Many will agree that land should not be sold for obscene profits, but the reality is that this is rarely the case, and land sales are only a part of development costs.
And it’s not just the wrong message but the wrong approach to achieve the rapid delivery of social and affordable housing.
CPO powers are often used as a last resort for the development and provision of necessary infrastructure on large sites. For most sites, and for strategic greenfield housing land specifically, CPO is rarely required. It feels like a knee-jerk reaction. It might give the impression that governments (of both political colours) have responded to the affordable housing need, but it’s the wrong way of going about it.
Benchmark land values (BLV), which prevent developers from inflating land purchase prices in viability calculations, could be a more effective approach. While CPOs are rarely used in land assembly, planning permission is required for every housing development. This addresses the issue at its source and does not require a major shift towards using onerous CPO powers. If developers cannot pass on inflated land costs in their planning viability arguments, it should limit what they are willing to pay for land and correct any perceived or actual notion that inflated pricing is an issue.

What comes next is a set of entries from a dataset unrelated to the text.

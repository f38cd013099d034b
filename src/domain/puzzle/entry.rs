//! Clue entries: one answer slot each.

use serde::Serialize;
use std::collections::BTreeMap;

use super::{Direction, Position};

/// Separator glyphs the grid knows how to draw.
pub const RECOGNISED_SEPARATORS: [&str; 2] = [",", "-"];

/// One answer slot in a puzzle.
///
/// Entries are immutable once read from a provider.
#[derive(Debug, Clone, PartialEq, Eq, Serialize)]
#[serde(rename_all = "camelCase")]
pub struct ClueEntry {
    /// Unique id, e.g. `1-across`.
    pub id: String,
    /// Display number; shared by entries starting at the same cell.
    pub number: u32,
    pub length: usize,
    pub direction: Direction,
    pub start: Position,
    pub clue: String,
    /// Separator glyph → 1-based offsets within the answer.
    #[serde(skip_serializing_if = "BTreeMap::is_empty")]
    pub separators: BTreeMap<String, Vec<usize>>,
    /// Ids of every entry sharing this answer, when clues are linked.
    #[serde(skip_serializing_if = "Vec::is_empty")]
    pub group: Vec<String>,
}

impl ClueEntry {
    pub fn new(
        id: impl Into<String>,
        number: u32,
        length: usize,
        direction: Direction,
        start: Position,
        clue: impl Into<String>,
    ) -> Self {
        Self {
            id: id.into(),
            number,
            length,
            direction,
            start,
            clue: clue.into(),
            separators: BTreeMap::new(),
            group: Vec::new(),
        }
    }

    pub fn with_separator(mut self, glyph: impl Into<String>, offsets: Vec<usize>) -> Self {
        self.separators.insert(glyph.into(), offsets);
        self
    }

    pub fn with_group<I, S>(mut self, members: I) -> Self
    where
        I: IntoIterator<Item = S>,
        S: Into<String>,
    {
        self.group = members.into_iter().map(Into::into).collect();
        self
    }

    /// Offsets of the first recognised separator glyph, in key order.
    ///
    /// Only one separator convention is expected per entry; unknown glyphs
    /// are ignored.
    pub fn separator_offsets(&self) -> Option<&[usize]> {
        self.separators
            .iter()
            .find(|(glyph, _)| RECOGNISED_SEPARATORS.contains(&glyph.as_str()))
            .map(|(_, offsets)| offsets.as_slice())
    }

    /// Ids whose occupancy label this entry contributes to its cells.
    pub fn occupancy_ids(&self) -> Vec<&str> {
        if self.group.is_empty() {
            vec![self.id.as_str()]
        } else {
            self.group.iter().map(String::as_str).collect()
        }
    }

    /// Cell at `offset` along the walk.
    pub fn cell_at(&self, offset: usize) -> Position {
        self.start.step(self.direction, offset)
    }
}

Geographic discrepancies are just the first of the problems with putting this rule in place – how do you apply the benchmark value approach across different parts of the country? BLVs must still have a geographical nuance, and where that nuance is fixed would be the subject of considerable debate.
In parts of the UK, such as Oxfordshire or Cambridgeshire, land with planning consent for development can experience a significant increase in value compared to undeveloped agricultural land. As a result, the potential loss to the landowner, known as the hope value, could be substantial. Comparatively, in other parts of the country, hope value might be much lower. This is just one inherent unfairness in a one-size-fits-all approach to BLV that will need to be addressed.

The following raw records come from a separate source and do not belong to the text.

//! Integration tests for the Guardian page provider.
//!
//! A canned crossword site is bound to an ephemeral port and the provider
//! is pointed at it:
//! 1. A published page yields its decoded puzzle
//! 2. 404s become "not found", other failures keep their status
//! 3. Pages without a usable payload are reported as such

use std::net::SocketAddr;

use axum::extract::Path;
use axum::http::StatusCode;
use axum::response::Html;
use axum::routing::get;
use axum::Router;

use crossword_together::adapters::guardian::{GuardianConfig, GuardianProvider};
use crossword_together::domain::puzzle::{PuzzleKind, PuzzleRef};
use crossword_together::ports::{PuzzleFetchError, PuzzleProvider};

// =============================================================================
// Test Infrastructure
// =============================================================================

const PAYLOAD: &str = r#"{
    "id": "crosswords/quick/1",
    "name": "Quick crossword No 1 & friends",
    "dimensions": {"rows": 3, "cols": 3},
    "entries": [
        {"id": "1-across", "number": 1, "length": 3, "direction": "across",
         "clue": "Caf&eacute; order (3)", "position": {"x": 0, "y": 0}},
        {"id": "1-down", "number": 1, "length": 3, "direction": "down",
         "clue": "Taxi (3)", "position": {"x": 0, "y": 0}}
    ]
}"#;

fn page_with(data: &str) -> String {
    let escaped = data.replace('&', "&amp;").replace('"', "&quot;");
    format!(
        r#"<html><body><div class="crossword js-crossword" data-crossword-data="{}"></div></body></html>"#,
        escaped
    )
}

async fn crossword_page(Path(number): Path<u32>) -> (StatusCode, Html<String>) {
    match number {
        1 => (StatusCode::OK, Html(page_with(PAYLOAD))),
        3 => (StatusCode::SERVICE_UNAVAILABLE, Html("down".to_string())),
        4 => (
            StatusCode::OK,
            Html("<html><body><p>No crossword here</p></body></html>".to_string()),
        ),
        5 => (StatusCode::OK, Html(page_with("{\"name\": 42"))),
        _ => (StatusCode::NOT_FOUND, Html("missing".to_string())),
    }
}

async fn spawn_site() -> SocketAddr {
    let app = Router::new().route("/crosswords/quick/:number", get(crossword_page));
    let listener = tokio::net::TcpListener::bind("127.0.0.1:0").await.unwrap();
    let addr = listener.local_addr().unwrap();
    tokio::spawn(async move {
        axum::serve(listener, app).await.unwrap();
    });
    addr
}

async fn provider() -> GuardianProvider {
    let addr = spawn_site().await;
    GuardianProvider::new(
        GuardianConfig::default().with_base_url(format!("http://{}/crosswords/", addr)),
    )
    .unwrap()
}

fn quick(number: u32) -> PuzzleRef {
    PuzzleRef::new(PuzzleKind::Quick, number)
}

// =============================================================================
// Tests
// =============================================================================

#[tokio::test]
async fn published_page_yields_decoded_document() {
    let provider = provider().await;

    let document = provider.fetch(quick(1)).await.unwrap();

    assert_eq!(document.name, "Quick crossword No 1 & friends");
    assert_eq!(document.entries.len(), 2);
    assert_eq!(document.entries[0].clue, "Caf&eacute; order (3)");
}

#[tokio::test]
async fn missing_page_is_not_found() {
    let provider = provider().await;

    let err = provider.fetch(quick(2)).await.unwrap_err();

    assert_eq!(err, PuzzleFetchError::NotFound(quick(2)));
}

#[tokio::test]
async fn other_error_statuses_are_kept() {
    let provider = provider().await;

    let err = provider.fetch(quick(3)).await.unwrap_err();

    assert_eq!(
        err,
        PuzzleFetchError::Status {
            puzzle: quick(3),
            status: 503,
        }
    );
}

#[tokio::test]
async fn page_without_payload_is_missing_data() {
    let provider = provider().await;

    let err = provider.fetch(quick(4)).await.unwrap_err();

    assert_eq!(err, PuzzleFetchError::MissingData(quick(4)));
}

#[tokio::test]
async fn undecodable_payload_is_a_parse_error() {
    let provider = provider().await;

    let err = provider.fetch(quick(5)).await.unwrap_err();

    assert!(matches!(err, PuzzleFetchError::Parse { puzzle, .. } if puzzle == quick(5)));
}

#[tokio::test]
async fn unreachable_site_is_a_network_error() {
    let listener = std::net::TcpListener::bind("127.0.0.1:0").unwrap();
    let addr = listener.local_addr().unwrap();
    drop(listener);
    let provider = GuardianProvider::new(
        GuardianConfig::default().with_base_url(format!("http://{}/crosswords", addr)),
    )
    .unwrap();

    let err = provider.fetch(quick(1)).await.unwrap_err();

    assert!(matches!(err, PuzzleFetchError::Network { .. }));
}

An alternative approach could be making housing allocations more available to remove the scarcity factor from market pricing. The lack of land for affordable housing is multi-faceted and extremely complex. It follows decades of tinkering with planning reform that failed to comprehensively reform the need for council, social or affordable housing: it’s far too prosaic to say the issue lies with greedy landowners.
This policy proposal is using the wrong tool for the wrong problem. If the problem is affordability and deliverability, the causes lie in the broader economic context (including the mortgage markets) and factors such as the speed with which planning consents are granted – which is impacted by substantial under-resourcing.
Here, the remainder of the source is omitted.